Lines holding the string "worker" are the ones to copy from this listing.

#### Data under study

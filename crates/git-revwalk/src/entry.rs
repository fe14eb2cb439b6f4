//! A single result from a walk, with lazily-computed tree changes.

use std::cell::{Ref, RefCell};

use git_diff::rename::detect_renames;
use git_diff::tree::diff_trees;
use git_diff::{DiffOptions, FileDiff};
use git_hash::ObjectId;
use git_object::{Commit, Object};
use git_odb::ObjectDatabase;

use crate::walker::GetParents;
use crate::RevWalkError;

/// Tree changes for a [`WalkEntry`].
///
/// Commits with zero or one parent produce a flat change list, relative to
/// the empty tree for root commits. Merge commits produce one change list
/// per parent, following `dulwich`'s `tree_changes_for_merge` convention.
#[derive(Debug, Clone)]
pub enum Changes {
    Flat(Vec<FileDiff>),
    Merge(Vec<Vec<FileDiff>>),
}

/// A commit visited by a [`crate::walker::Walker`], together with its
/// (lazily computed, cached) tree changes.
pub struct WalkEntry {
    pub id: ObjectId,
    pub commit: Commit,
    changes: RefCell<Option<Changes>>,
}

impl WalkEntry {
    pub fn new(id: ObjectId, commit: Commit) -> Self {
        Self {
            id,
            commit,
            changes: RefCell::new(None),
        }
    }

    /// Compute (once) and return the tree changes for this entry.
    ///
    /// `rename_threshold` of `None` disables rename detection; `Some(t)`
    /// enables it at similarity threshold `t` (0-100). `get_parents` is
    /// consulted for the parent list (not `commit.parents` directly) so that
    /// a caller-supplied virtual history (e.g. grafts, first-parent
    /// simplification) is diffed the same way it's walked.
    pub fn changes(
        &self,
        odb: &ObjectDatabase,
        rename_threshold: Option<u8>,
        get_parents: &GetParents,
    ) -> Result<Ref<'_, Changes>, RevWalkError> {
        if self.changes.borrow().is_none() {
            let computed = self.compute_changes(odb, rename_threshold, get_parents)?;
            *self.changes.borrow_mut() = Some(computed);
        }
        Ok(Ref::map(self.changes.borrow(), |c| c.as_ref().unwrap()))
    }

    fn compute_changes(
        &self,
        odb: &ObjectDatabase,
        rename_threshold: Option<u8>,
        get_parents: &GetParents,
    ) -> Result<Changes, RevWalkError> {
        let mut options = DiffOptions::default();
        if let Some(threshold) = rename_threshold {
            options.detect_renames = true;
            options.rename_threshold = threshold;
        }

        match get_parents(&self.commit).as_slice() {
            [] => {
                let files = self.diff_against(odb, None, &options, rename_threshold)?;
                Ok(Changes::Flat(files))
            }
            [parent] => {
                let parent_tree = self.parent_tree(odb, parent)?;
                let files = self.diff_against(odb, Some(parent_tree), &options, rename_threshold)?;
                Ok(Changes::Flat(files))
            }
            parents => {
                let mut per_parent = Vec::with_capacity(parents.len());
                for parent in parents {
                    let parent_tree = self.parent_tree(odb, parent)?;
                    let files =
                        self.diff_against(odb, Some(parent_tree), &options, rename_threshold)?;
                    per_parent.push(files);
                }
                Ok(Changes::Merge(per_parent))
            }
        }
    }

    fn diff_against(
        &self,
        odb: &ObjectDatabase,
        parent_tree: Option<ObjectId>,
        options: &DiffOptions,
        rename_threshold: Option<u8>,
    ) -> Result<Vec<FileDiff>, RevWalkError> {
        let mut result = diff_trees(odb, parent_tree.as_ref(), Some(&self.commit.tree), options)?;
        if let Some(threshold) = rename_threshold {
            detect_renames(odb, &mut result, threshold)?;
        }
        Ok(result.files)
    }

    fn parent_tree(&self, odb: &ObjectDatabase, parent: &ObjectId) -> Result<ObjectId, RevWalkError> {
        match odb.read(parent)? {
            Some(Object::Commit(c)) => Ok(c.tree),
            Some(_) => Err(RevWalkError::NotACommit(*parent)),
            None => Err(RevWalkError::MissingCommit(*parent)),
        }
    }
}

########
#### Data under study

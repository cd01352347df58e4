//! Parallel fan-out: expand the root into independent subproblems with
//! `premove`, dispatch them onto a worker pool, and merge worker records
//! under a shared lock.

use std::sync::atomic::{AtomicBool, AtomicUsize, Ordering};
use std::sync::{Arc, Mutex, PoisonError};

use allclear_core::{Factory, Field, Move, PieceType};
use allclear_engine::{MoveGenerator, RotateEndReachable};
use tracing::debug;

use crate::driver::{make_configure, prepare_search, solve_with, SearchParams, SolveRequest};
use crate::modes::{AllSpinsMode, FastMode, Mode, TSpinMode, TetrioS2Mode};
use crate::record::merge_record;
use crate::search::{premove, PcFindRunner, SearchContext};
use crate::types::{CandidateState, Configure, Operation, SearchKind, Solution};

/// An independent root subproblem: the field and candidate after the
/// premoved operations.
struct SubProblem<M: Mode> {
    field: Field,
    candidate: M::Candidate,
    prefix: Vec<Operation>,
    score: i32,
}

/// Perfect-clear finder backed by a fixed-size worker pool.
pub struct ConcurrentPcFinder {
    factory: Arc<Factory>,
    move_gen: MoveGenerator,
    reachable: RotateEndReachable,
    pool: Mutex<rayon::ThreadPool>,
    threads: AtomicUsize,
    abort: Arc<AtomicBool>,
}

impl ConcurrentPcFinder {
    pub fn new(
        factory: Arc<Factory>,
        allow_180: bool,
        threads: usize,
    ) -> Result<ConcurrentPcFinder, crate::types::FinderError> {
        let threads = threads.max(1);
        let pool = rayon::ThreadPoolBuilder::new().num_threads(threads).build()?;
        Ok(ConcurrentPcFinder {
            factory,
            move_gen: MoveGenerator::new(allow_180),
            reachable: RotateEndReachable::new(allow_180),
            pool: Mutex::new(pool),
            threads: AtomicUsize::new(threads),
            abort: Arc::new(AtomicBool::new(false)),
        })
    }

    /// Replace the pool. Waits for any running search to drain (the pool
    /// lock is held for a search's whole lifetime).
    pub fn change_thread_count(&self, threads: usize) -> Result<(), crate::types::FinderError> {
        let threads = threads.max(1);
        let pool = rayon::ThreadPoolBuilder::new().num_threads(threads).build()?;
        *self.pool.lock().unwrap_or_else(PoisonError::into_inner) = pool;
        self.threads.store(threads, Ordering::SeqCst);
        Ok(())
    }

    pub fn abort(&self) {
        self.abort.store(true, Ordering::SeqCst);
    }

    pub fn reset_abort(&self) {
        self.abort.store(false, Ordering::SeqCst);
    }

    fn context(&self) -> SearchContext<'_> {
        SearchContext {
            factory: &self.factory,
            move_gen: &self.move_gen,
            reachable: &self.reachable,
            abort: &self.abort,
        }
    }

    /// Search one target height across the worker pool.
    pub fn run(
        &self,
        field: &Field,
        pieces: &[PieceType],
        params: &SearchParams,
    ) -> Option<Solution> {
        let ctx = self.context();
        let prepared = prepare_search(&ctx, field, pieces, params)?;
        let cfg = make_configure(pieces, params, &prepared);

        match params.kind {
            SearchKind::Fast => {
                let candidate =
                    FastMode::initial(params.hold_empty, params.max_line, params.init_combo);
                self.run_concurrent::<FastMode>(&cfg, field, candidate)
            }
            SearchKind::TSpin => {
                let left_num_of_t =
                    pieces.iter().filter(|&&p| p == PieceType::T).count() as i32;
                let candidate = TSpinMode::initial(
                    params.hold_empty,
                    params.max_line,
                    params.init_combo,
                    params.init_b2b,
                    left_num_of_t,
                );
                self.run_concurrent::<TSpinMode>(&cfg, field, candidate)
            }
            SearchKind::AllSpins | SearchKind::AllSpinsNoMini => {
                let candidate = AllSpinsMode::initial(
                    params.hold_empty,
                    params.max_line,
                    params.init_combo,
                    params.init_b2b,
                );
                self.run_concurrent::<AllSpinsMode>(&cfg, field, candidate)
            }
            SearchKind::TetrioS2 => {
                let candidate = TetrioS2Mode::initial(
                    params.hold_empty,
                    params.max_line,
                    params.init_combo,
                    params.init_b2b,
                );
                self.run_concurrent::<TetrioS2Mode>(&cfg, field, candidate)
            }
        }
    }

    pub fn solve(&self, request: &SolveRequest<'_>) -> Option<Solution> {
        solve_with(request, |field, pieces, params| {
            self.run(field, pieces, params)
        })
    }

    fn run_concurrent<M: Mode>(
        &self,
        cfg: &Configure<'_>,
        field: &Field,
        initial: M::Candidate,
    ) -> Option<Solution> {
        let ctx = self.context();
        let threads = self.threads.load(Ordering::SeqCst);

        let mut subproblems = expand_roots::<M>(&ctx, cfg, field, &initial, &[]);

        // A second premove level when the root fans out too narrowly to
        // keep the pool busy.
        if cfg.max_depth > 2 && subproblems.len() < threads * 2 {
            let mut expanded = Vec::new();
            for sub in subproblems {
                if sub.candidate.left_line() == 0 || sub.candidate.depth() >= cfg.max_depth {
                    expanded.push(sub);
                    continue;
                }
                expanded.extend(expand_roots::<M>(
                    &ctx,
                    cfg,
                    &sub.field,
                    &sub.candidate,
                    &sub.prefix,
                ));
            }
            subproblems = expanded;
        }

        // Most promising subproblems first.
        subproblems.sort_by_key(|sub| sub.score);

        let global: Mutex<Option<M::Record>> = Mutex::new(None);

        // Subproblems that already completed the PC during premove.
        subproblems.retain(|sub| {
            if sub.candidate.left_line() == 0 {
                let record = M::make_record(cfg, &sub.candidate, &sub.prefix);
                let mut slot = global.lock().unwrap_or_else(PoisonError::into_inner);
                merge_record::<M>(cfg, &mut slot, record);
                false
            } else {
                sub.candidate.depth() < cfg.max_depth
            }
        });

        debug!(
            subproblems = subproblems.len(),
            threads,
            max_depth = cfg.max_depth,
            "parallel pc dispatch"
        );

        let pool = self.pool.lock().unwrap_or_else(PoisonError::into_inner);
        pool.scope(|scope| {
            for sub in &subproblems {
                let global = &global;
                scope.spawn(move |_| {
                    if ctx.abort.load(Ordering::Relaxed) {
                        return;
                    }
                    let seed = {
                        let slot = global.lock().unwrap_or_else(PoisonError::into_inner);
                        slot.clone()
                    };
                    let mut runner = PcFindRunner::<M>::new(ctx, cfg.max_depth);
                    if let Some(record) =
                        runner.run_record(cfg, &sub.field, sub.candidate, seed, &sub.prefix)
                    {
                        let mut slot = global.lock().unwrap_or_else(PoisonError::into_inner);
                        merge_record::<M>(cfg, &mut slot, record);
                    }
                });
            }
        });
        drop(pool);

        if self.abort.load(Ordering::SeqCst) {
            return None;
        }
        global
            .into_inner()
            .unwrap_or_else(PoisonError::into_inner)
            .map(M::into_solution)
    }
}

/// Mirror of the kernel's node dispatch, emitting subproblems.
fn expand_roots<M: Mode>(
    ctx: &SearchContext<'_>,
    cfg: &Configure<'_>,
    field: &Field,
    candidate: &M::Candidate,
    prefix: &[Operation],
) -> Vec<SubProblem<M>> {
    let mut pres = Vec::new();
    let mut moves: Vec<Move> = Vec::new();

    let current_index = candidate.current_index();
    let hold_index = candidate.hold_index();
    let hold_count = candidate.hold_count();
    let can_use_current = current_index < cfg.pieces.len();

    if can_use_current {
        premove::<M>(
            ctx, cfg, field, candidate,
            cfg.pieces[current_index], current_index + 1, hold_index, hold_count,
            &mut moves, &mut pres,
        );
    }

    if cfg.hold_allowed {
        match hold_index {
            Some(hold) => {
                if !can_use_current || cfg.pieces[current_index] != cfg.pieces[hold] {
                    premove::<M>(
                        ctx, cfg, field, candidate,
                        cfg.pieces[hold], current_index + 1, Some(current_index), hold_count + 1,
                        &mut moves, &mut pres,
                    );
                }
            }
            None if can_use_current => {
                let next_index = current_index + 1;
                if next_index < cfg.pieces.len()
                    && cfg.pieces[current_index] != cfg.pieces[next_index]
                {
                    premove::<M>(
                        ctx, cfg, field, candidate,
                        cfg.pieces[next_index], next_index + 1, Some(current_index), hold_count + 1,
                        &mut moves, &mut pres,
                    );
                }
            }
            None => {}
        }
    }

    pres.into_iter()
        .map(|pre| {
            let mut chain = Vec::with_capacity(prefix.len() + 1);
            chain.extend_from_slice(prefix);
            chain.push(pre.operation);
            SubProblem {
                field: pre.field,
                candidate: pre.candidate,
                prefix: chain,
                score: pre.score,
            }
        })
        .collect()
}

########

= The answer =
//! `premove`, dispatch them onto a worker pool, and merge worker records
/// Perfect-clear finder backed by a fixed-size worker pool.
    /// Search one target height across the worker pool.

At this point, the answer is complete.